WHAT TO DO: Include in the output exactly the lines from the opening of the data through the line containing "Manager as _, Peripheral", and nothing more.

RECORDS SHOWN:
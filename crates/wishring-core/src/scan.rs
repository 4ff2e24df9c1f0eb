//! Ring discovery.
//!
//! A peripheral is accepted when it advertises the WishRing service UUID or
//! its name starts (case-insensitively) with one of the configured prefixes.
//! A configured address narrows the match to that one ring.

use btleplug::api::{Central, Manager as _, Peripheral as _, PeripheralProperties, ScanFilter};
use btleplug::platform::{Adapter, Manager, Peripheral};
use serde::{Deserialize, Serialize};
use tracing::debug;
use uuid::Uuid;

use wishring_types::uuids::{DEVICE_NAME_PREFIXES, SERVICE, matches_prefix};

use crate::error::LinkError;
use crate::util::create_identifier;

/// A ring seen during a scan.
#[derive(Debug, Clone, PartialEq, Eq, Serialize, Deserialize)]
pub struct DiscoveredDevice {
    /// Advertised local name, if any.
    pub name: Option<String>,
    /// The BLE address as a string (all zeros on macOS).
    pub address: String,
    /// Connection identifier: peripheral id on macOS, address elsewhere.
    pub identifier: String,
    /// RSSI signal strength.
    pub rssi: Option<i16>,
    /// Advertised service UUIDs.
    pub services: Vec<Uuid>,
}

impl DiscoveredDevice {
    /// Create a device with just an identifier and name.
    pub fn new(identifier: impl Into<String>, name: Option<&str>) -> Self {
        let identifier = identifier.into();
        Self {
            name: name.map(str::to_string),
            address: identifier.clone(),
            identifier,
            rssi: None,
            services: Vec::new(),
        }
    }

    /// Mark the ring service as advertised.
    #[must_use]
    pub fn with_service(mut self) -> Self {
        if !self.services.contains(&SERVICE) {
            self.services.push(SERVICE);
        }
        self
    }
}

/// Which peripherals count as the ring to connect to.
#[derive(Debug, Clone, PartialEq, Eq)]
pub struct DeviceFilter {
    /// Only accept this address or identifier.
    pub address: Option<String>,
    /// Accepted advertising name prefixes.
    pub name_prefixes: Vec<String>,
}

impl Default for DeviceFilter {
    fn default() -> Self {
        Self {
            address: None,
            name_prefixes: DEVICE_NAME_PREFIXES.iter().map(|p| p.to_string()).collect(),
        }
    }
}

impl DeviceFilter {
    pub fn new() -> Self {
        Self::default()
    }

    /// Narrow the filter to one address or identifier.
    #[must_use]
    pub fn address(mut self, address: impl Into<String>) -> Self {
        self.address = Some(address.into());
        self
    }

    /// Replace the accepted name prefixes.
    #[must_use]
    pub fn name_prefixes<S: Into<String>>(mut self, prefixes: impl IntoIterator<Item = S>) -> Self {
        self.name_prefixes = prefixes.into_iter().map(Into::into).collect();
        self
    }

    /// Whether `device` is a ring this filter accepts.
    pub fn matches(&self, device: &DiscoveredDevice) -> bool {
        if let Some(ref wanted) = self.address
            && !same_identifier(wanted, &device.identifier)
            && !same_identifier(wanted, &device.address)
        {
            return false;
        }

        device.services.contains(&SERVICE)
            || device
                .name
                .as_deref()
                .is_some_and(|name| matches_prefix(name, &self.name_prefixes))
    }
}

/// Compare identifiers ignoring case and address separators.
fn same_identifier(a: &str, b: &str) -> bool {
    let normalize = |s: &str| s.trim().replace([':', '-'], "").to_lowercase();
    !a.trim().is_empty() && normalize(a) == normalize(b)
}

/// Get the first available Bluetooth adapter.
pub async fn get_adapter() -> Result<Adapter, LinkError> {
    let manager = Manager::new().await?;
    let adapters = manager.adapters().await?;

    adapters.into_iter().next().ok_or(LinkError::NoAdapter)
}

/// Start scanning on `adapter`.
pub(crate) async fn start_scan(adapter: &Adapter) -> Result<(), LinkError> {
    adapter.start_scan(ScanFilter::default()).await?;
    Ok(())
}

/// Look through the adapter's known peripherals for a matching ring.
pub(crate) async fn find_matching(
    adapter: &Adapter,
    filter: &DeviceFilter,
) -> Result<Option<(Peripheral, DiscoveredDevice)>, LinkError> {
    for peripheral in adapter.peripherals().await? {
        let properties = match peripheral.properties().await {
            Ok(Some(p)) => p,
            Ok(None) => continue,
            Err(e) => {
                debug!("Error reading peripheral properties: {}", e);
                continue;
            }
        };

        let device = discovered_from_properties(&peripheral, &properties);
        if filter.matches(&device) {
            debug!("Matched ring {:?} ({})", device.name, device.identifier);
            return Ok(Some((peripheral, device)));
        }
    }

    Ok(None)
}

fn discovered_from_properties(
    peripheral: &Peripheral,
    properties: &PeripheralProperties,
) -> DiscoveredDevice {
    let address = properties.address.to_string();
    let mut services = properties.services.clone();
    services.extend(properties.service_data.keys().copied());

    DiscoveredDevice {
        name: properties.local_name.clone(),
        identifier: create_identifier(&address, &peripheral.id()),
        address,
        rssi: properties.rssi,
        services,
    }
}

#[cfg(test)]
mod tests {
    use super::*;

    #[test]
    fn test_matches_by_name_prefix() {
        let filter = DeviceFilter::default();
        assert!(filter.matches(&DiscoveredDevice::new("A", Some("WISH_RING_01"))));
        assert!(filter.matches(&DiscoveredDevice::new("A", Some("wishring"))));
        assert!(filter.matches(&DiscoveredDevice::new("A", Some("mrd-42"))));
        assert!(!filter.matches(&DiscoveredDevice::new("A", Some("HRM-Pro 4471"))));
        assert!(!filter.matches(&DiscoveredDevice::new("A", None)));
    }

    #[test]
    fn test_matches_by_service() {
        let filter = DeviceFilter::default();
        let device = DiscoveredDevice::new("A", None).with_service();
        assert!(filter.matches(&device));
    }

    #[test]
    fn test_address_narrows_match() {
        let filter = DeviceFilter::default().address("aa-bb-cc-dd-ee-ff");
        let ring = DiscoveredDevice::new("AA:BB:CC:DD:EE:FF", Some("WishRing"));
        let other = DiscoveredDevice::new("11:22:33:44:55:66", Some("WishRing"));
        assert!(filter.matches(&ring));
        assert!(!filter.matches(&other));
    }

    #[test]
    fn test_custom_prefixes() {
        let filter = DeviceFilter::default().name_prefixes(["Bead"]);
        assert!(filter.matches(&DiscoveredDevice::new("A", Some("bead 7"))));
        assert!(!filter.matches(&DiscoveredDevice::new("A", Some("WishRing"))));
    }
}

THE ANSWER:
filename crates/wishring-core/src/scan.rs
repository 4ff2e24df9c1f0eb
//! Ring discovery.
//!
//! A peripheral is accepted when it advertises the WishRing service UUID or
//! its name starts (case-insensitively) with one of the configured prefixes.
//! A configured address narrows the match to that one ring.

use btleplug::api::{Central, Manager as _, Peripheral as _, PeripheralProperties, ScanFilter};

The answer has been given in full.